Continuous querying in database-centric Web applications

https://doi.org/10.1016/S1389-1286(00)00080-3Get rights and content

Abstract

Web applications are becoming increasingly database-centric. Unfortunately, the support provided by most Web sites to explore such databases is rather primitive and is based on the traditional database metaphor of submitting an SQL query and packaging the response as an HTML page. Very often, the result set is empty or contains too many records. It is up to the user to refine the query by guessing how the query constraints must be tightened or relaxed and then go through another submit/response cycle. Furthermore, once results are displayed, typically no further exploration capabilities are offered. Web applications requiring interactive exploration of databases (e.g. e-commerce) need that the above submit/response metaphor be replaced with a continuous querying metaphor that seamlessly integrates querying with result browsing. In addition to supporting queries based on predicates on attribute values, queries based on example records should also be supported. We present techniques for supporting this metaphor and discuss their implementation in a Web-based database exploration engine.

Introduction

Web applications are becoming increasingly database-centric. In a 1997 Forrester survey [5], respondent companies indicated that nearly 40% of the content at their Web sites originated from databases. This was expected to rise as high as 65% by 1998, and that this fraction was expected to increase. Many new Web applications require that a user be able to interactively explore these databases over the Internet or an internal network.

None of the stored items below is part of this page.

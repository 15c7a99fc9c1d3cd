//! CSV row reader
//!
//! Turns a comma-separated file into header-keyed rows. The first record is
//! always the header. Rows whose fields are all blank are skipped, and data
//! lines with a different column count are padded or truncated to the header.
//! Fields are decoded as UTF-8; invalid bytes (typically Latin-1 spreadsheet
//! exports) become U+FFFD instead of failing the file.

use std::{
    borrow::Cow,
    fs::File,
    io,
    path::{Path, PathBuf},
};

use indexmap::IndexMap;
use tracing::{debug, warn};

/// One data line keyed by header name.
pub type RawRow = IndexMap<String, String>;

#[derive(Debug, thiserror::Error)]
pub enum Error {
    #[error("CSV file not found: {}", .0.display())]
    NotFound(PathBuf),
    #[error("CSV read successfully but contains no rows")]
    Empty,
    #[error("failed to open CSV file ({}): {error}", path.display())]
    Open { error: io::Error, path: PathBuf },
    #[error("malformed CSV: {0}")]
    Csv(csv::Error),
}

pub struct RowReader<R> {
    header: Vec<String>,
    records: csv::ByteRecordsIntoIter<R>,
    pending: Option<RawRow>,
}

/// Open a CSV file and position the reader on its first data row.
pub fn open(path: impl AsRef<Path>) -> Result<RowReader<File>, Error> {
    let path = path.as_ref();
    let file = File::open(path).map_err(|error| match error.kind() {
        io::ErrorKind::NotFound => Error::NotFound(path.to_owned()),
        _ => Error::Open {
            error,
            path: path.to_owned(),
        },
    })?;
    RowReader::from_reader(file)
}

fn decode(field: &[u8]) -> Cow<'_, str> {
    String::from_utf8_lossy(field)
}

impl<R: io::Read> RowReader<R> {
    pub fn from_reader(reader: R) -> Result<Self, Error> {
        let mut records = csv::ReaderBuilder::new()
            .has_headers(false)
            .flexible(true)
            .from_reader(reader)
            .into_byte_records();
        let header = match records.next() {
            Some(Ok(header)) => header
                .iter()
                .map(decode)
                .enumerate()
                .map(|(idx, name)| {
                    let name: &str = if idx == 0 {
                        name.trim_start_matches('\u{feff}')
                    } else {
                        &name
                    };
                    name.trim().to_owned()
                })
                .collect::<Vec<_>>(),
            Some(Err(error)) => return Err(Error::Csv(error)),
            None => return Err(Error::Empty),
        };
        debug!(columns = header.len(), "read CSV header");
        let mut reader = Self {
            header,
            records,
            pending: None,
        };
        match reader.next_row() {
            Some(Ok(row)) => reader.pending = Some(row),
            Some(Err(error)) => return Err(error),
            None => return Err(Error::Empty),
        }
        Ok(reader)
    }

    fn next_row(&mut self) -> Option<Result<RawRow, Error>> {
        for record in self.records.by_ref() {
            let record = match record {
                Ok(record) => record,
                Err(error) => return Some(Err(Error::Csv(error))),
            };
            let fields = record.iter().map(decode).collect::<Vec<_>>();
            if fields.iter().all(|field| field.trim().is_empty()) {
                continue;
            }
            if fields.iter().any(|field| matches!(field, Cow::Owned(_))) {
                warn!(
                    line = record.position().map(|pos| pos.line()),
                    "replaced invalid UTF-8 in CSV row"
                );
            }
            let row = self
                .header
                .iter()
                .cloned()
                .zip(
                    fields
                        .into_iter()
                        .map(Cow::into_owned)
                        .chain(std::iter::repeat_with(String::new)),
                )
                .collect();
            return Some(Ok(row));
        }
        None
    }
}

impl<R: io::Read> Iterator for RowReader<R> {
    type Item = Result<RawRow, Error>;

    fn next(&mut self) -> Option<Self::Item> {
        match self.pending.take() {
            Some(row) => Some(Ok(row)),
            None => self.next_row(),
        }
    }
}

A common example of such interactive exploration is the task of finding products or services matching a user’s requirements. While this is a widely performed task [9], the support provided by current Web sites for implementing this functionality is rather primitive. Typically, a server-side database is relied upon for all query processing. The user is presented a form for providing specifications of the desired product in terms of bounds on the values of the product attributes (e.g. a 3.3 V zero delay clock buffer in 16-pin 150-mil SOIC or TSSOP package with output skew less than 250 ps and device skew less than 750 ps having an operating range of 25–100 MHz). On submission, this information is used to construct an SQL query that is in turn submitted to a server-side database. The result is returned to the browser formatted as an HTML page. Very often, the result set is empty or contains too many records. It is up to the user to refine the query by guessing how the query constraints must be tightened or relaxed and then go through another submit/response cycle. Furthermore, once results are displayed, typically no further exploration capabilities are offered. As a result, the user needs knowledge of not only the domain of interest but also the particular dataset. Further aggravating this problem is that the round-trip time between browser and the database server for each submit/response cycle is often frustratingly large.

The problem is that database query technology is targeted at reporting rather than user exploration. In traditional database applications, queries are rigid in that they are intended for asking very specific questions. The query results are interesting regardless of whether they contain zero records or ten thousand. In a sense, an individual query itself is the goal. In user exploration, the goal is not simply an individual query or its results, but rather locating particular records of interest. Rarely can this be achieved with a single query. As a result, users typically issue many related queries before they are finally satisfied.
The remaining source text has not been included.